SF Gate


SF Gate Home
Today's News
Sports
Entertainment
Technology
Live Views
Traffic
Weather
Health
Business
Bay Area Travel
Columnists
Classifieds
Conferences
Search
Index


Jump to


 

It's a carnival made from a bicycle junkyard

Dave Ford
  Friday, May 18, 2001

Click to View

Jarico Reesce stands about 5-foot-8 and is slightly thinner than a pin (that would be the coffee and Camel cigarettes). He's got piercing blue eyes, a pointy goatee and a pointier mustache that appears to twirl off his face. His head is nearly shaved on the sides, but a sticking-up mop up top makes it look like his brain has exploded.

Which, in a way, it has. With little more than a deep desire to drink beer and ride funny bikes they construct from junk, Reesce and a bunch of buddies founded Heavy Pedal Cyclecide three years ago, after having a spiritual awakening at the Burning Man festival in the Nevada desert.

Since then, the group has mounted oddball "Bike Rodeos" that feature such carnivalesque attractions as a bicycle Ferris wheel (zooming 17 feet into the air!), bike carousels (for kiddies and adults!), a spanking bike (you ride it, it spanks you!) and a barbecue bike (it's like a rolling flamethrower. I like that!). There are bicycle bowling, bike jumps and other bike games.

(Side note: I have always considered myself to be firmly placed in the apres-garde. That is far behind the avant-garde, and even some distance from the garde. So a tip of the hat to my esteemed colleague Scott Ostler, who wrote about these guys last year.)

Reesce works at a local auto and scavenge shop, which is where he picks up parts for the odd bikes he and his pals build: chopped stingrays, "tall bikes" (literally: tall bikes), long bikes, even bikes with sidecars.

"We take bikes people dispose of every day and build ultra-cycles," he said when I visited him at his Bayview home-cum-shop on Monday. "It's kind of like they're fabricated to be different kinds of bikes. They're precycled rather than recycled."
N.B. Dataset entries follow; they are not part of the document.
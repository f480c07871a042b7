//! Controller scenarios driven through the headless integrator.

use kart_server::kart::sim::HeadlessKart;
use kart_server::kart::{
    ControlSignal, DriftMode, KartBody, KartController, KartEvent, KartStatus, KartTuning, Rot, Vec3, ARCADE,
    CLASSIC,
};

const DT: f32 = 1.0 / 60.0;

fn kart_at_rest(tuning: KartTuning) -> HeadlessKart {
    let controller = KartController::new(tuning).unwrap();
    HeadlessKart::new(controller, KartBody::at_rest(Vec3::zeros(), Rot::identity()))
}

fn kart_moving(tuning: KartTuning, speed: f32) -> HeadlessKart {
    let mut kart = kart_at_rest(tuning);
    kart.body.linvel = Vec3::new(0.0, 0.0, speed);
    kart
}

fn throttle() -> ControlSignal {
    ControlSignal { throttle: 1.0, ..ControlSignal::IDLE }
}

fn boost_starts(events: &[KartEvent]) -> usize {
    events.iter().filter(|e| matches!(e, KartEvent::BoostStarted { .. })).count()
}

#[test]
fn full_throttle_approaches_top_speed_without_exceeding_it() {
    let tuning = KartTuning { top_speed: 20.0, acceleration: 30.0, ..CLASSIC };
    let mut kart = kart_at_rest(tuning);

    let mut prev = 0.0;
    for tick in 0..120 {
        kart.tick(&throttle(), DT).unwrap();
        let speed = kart.forward_speed();
        assert!(speed >= prev - 1e-4, "speed dropped at tick {tick}: {prev} -> {speed}");
        assert!(speed <= 20.0 + 1e-4, "speed {speed} above top speed at tick {tick}");
        prev = speed;
    }
    assert!(prev > 15.0);
    assert!(kart.body.linvel.x.abs() < 1e-5);
}

#[test]
fn arcade_profile_also_respects_top_speed() {
    let mut kart = kart_at_rest(ARCADE);
    for _ in 0..600 {
        kart.tick(&throttle(), DT).unwrap();
        assert!(kart.forward_speed() <= ARCADE.top_speed + 1e-4);
    }
}

#[test]
fn idle_kart_at_rest_stays_at_rest() {
    let mut kart = kart_at_rest(CLASSIC);
    for _ in 0..1200 {
        kart.tick(&ControlSignal::IDLE, DT).unwrap();
    }
    assert_eq!(kart.body.linvel, Vec3::zeros());
    assert_eq!(kart.body.position, Vec3::zeros());
    assert_eq!(kart.controller.drift_mode(), DriftMode::Idle);
}

#[test]
fn coasting_slows_the_kart() {
    let mut kart = kart_moving(CLASSIC, 15.0);
    for _ in 0..60 {
        kart.tick(&ControlSignal::IDLE, DT).unwrap();
    }
    assert!(kart.forward_speed() < 15.0);
    assert!(kart.forward_speed() > 0.0);
}

#[test]
fn held_drift_charges_and_release_boosts_once() {
    let mut kart = kart_moving(CLASSIC, 6.0);
    let drift = ControlSignal { steer: 1.0, throttle: 1.0, drift_held: true, use_item: false };

    let out = kart.tick(&drift, DT).unwrap();
    assert!(out.events.iter().any(|e| matches!(e, KartEvent::DriftStarted { .. })));

    let ticks = (CLASSIC.drift_required_duration / DT).round() as usize;
    let mut boosts = 0;
    for _ in 0..ticks {
        let out = kart.tick(&drift, DT).unwrap();
        boosts += boost_starts(&out.events);
        assert_eq!(kart.controller.status(), KartStatus::Drifting);
    }
    assert_eq!(boosts, 0);
    assert_eq!(kart.controller.drift_charge(), 1.0);

    let release = ControlSignal { drift_held: false, ..drift };
    let out = kart.tick(&release, DT).unwrap();
    assert_eq!(boost_starts(&out.events), 1);
    assert_eq!(kart.controller.drift_charge(), 0.0);

    let mut later = 0;
    for _ in 0..120 {
        later += boost_starts(&kart.tick(&release, DT).unwrap().events);
    }
    assert_eq!(later, 0);
}

#[test]
fn drift_turns_tighter_than_plain_steering() {
    let steer = ControlSignal { steer: 1.0, throttle: 1.0, drift_held: false, use_item: false };
    let drift = ControlSignal { drift_held: true, ..steer };

    let mut plain = kart_moving(CLASSIC, 12.0);
    let mut drifting = kart_moving(CLASSIC, 12.0);
    // half a second keeps both headings below 180 degrees
    for _ in 0..30 {
        plain.tick(&steer, DT).unwrap();
        drifting.tick(&drift, DT).unwrap();
    }
    assert!(drifting.controller.drift().is_drifting());
    let yaw = |k: &HeadlessKart| k.body.rotation.angle();
    assert!(yaw(&drifting) > yaw(&plain));
}

#[test]
fn boost_pushes_past_top_speed_then_ends() {
    let mut kart = kart_moving(CLASSIC, 20.0);
    kart.controller.request_boost();

    let mut peak: f32 = 0.0;
    let mut ended = false;
    for _ in 0..200 {
        let out = kart.tick(&throttle(), DT).unwrap();
        peak = peak.max(kart.forward_speed());
        ended |= out.events.contains(&KartEvent::BoostEnded);
    }
    assert!(peak > CLASSIC.top_speed);
    assert!(ended);
    assert_eq!(kart.controller.status(), KartStatus::Idle);
}

#[test]
fn spinout_halves_speed_and_returns_control() {
    let mut kart = kart_moving(CLASSIC, 16.0);
    assert!(kart.controller.trigger_spinout());
    kart.tick(&throttle(), DT).unwrap();
    assert!(kart.forward_speed() < 8.5);

    let ticks = (CLASSIC.spinout_duration / DT).ceil() as usize + 1;
    for _ in 0..ticks {
        kart.tick(&throttle(), DT).unwrap();
    }
    assert!(!kart.controller.is_spinning_out());
    assert_eq!(kart.controller.status(), KartStatus::Idle);
}

#[test]
fn nan_velocity_is_rejected_every_tick() {
    let mut kart = kart_moving(CLASSIC, 5.0);
    kart.body.linvel.z = f32::NAN;
    for _ in 0..3 {
        assert!(kart.tick(&throttle(), DT).is_err());
    }
}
The large yard behind the compact building where Reesce and three others live is crammed with -- go figure -- junk. High, rusted metal shelves are strewn with bikes, bike parts and parts of bike parts. Black hoses lie in coils on the ground, old doors lean against the walls and huge sheets of corrugated tin shine in the sun. It's a scavenged world of urban burnout, the detritus of disposable culture.

"Other peoples' garbage is our treasure," Reesce said.

It is from this heavy metal trash heap that Reesce and about 15 cronies fashion their weird bikes, contraptions that look like Salvador Dali dream- cycles riding through a psilocybin hallucination.

The tall bikes are composed of two frames welded together and a lot of parts screwed, glued and smashed on. The long bikes are, well, long, with front forks reaching beyond the horizon. A bike built by Jay Broemmel looks just like the Golden Gate Bridge.

There's a Tall Midget: an orange, peewee Huffy frame mounted on an old Schwinn mountain bike frame. Another bike has been sprayed with paint, then drizzled with "safety spheres," the reflective stuff used to fashion crosswalks.

"You should see that bike when a car's headlights hit it," Reesce said with a chuckle.

All those bikes can be ridden down the street. Then there are those that, well, can't.

The Whirl and Hurl, a small bike mounted on a round base that twirls when you pedal, guarantees a ralphin' good time. The Rocking Bike is composed of a bike frame mounted on a half-section of thick PVC pipe that serves the same purpose as a rocking horse's skids.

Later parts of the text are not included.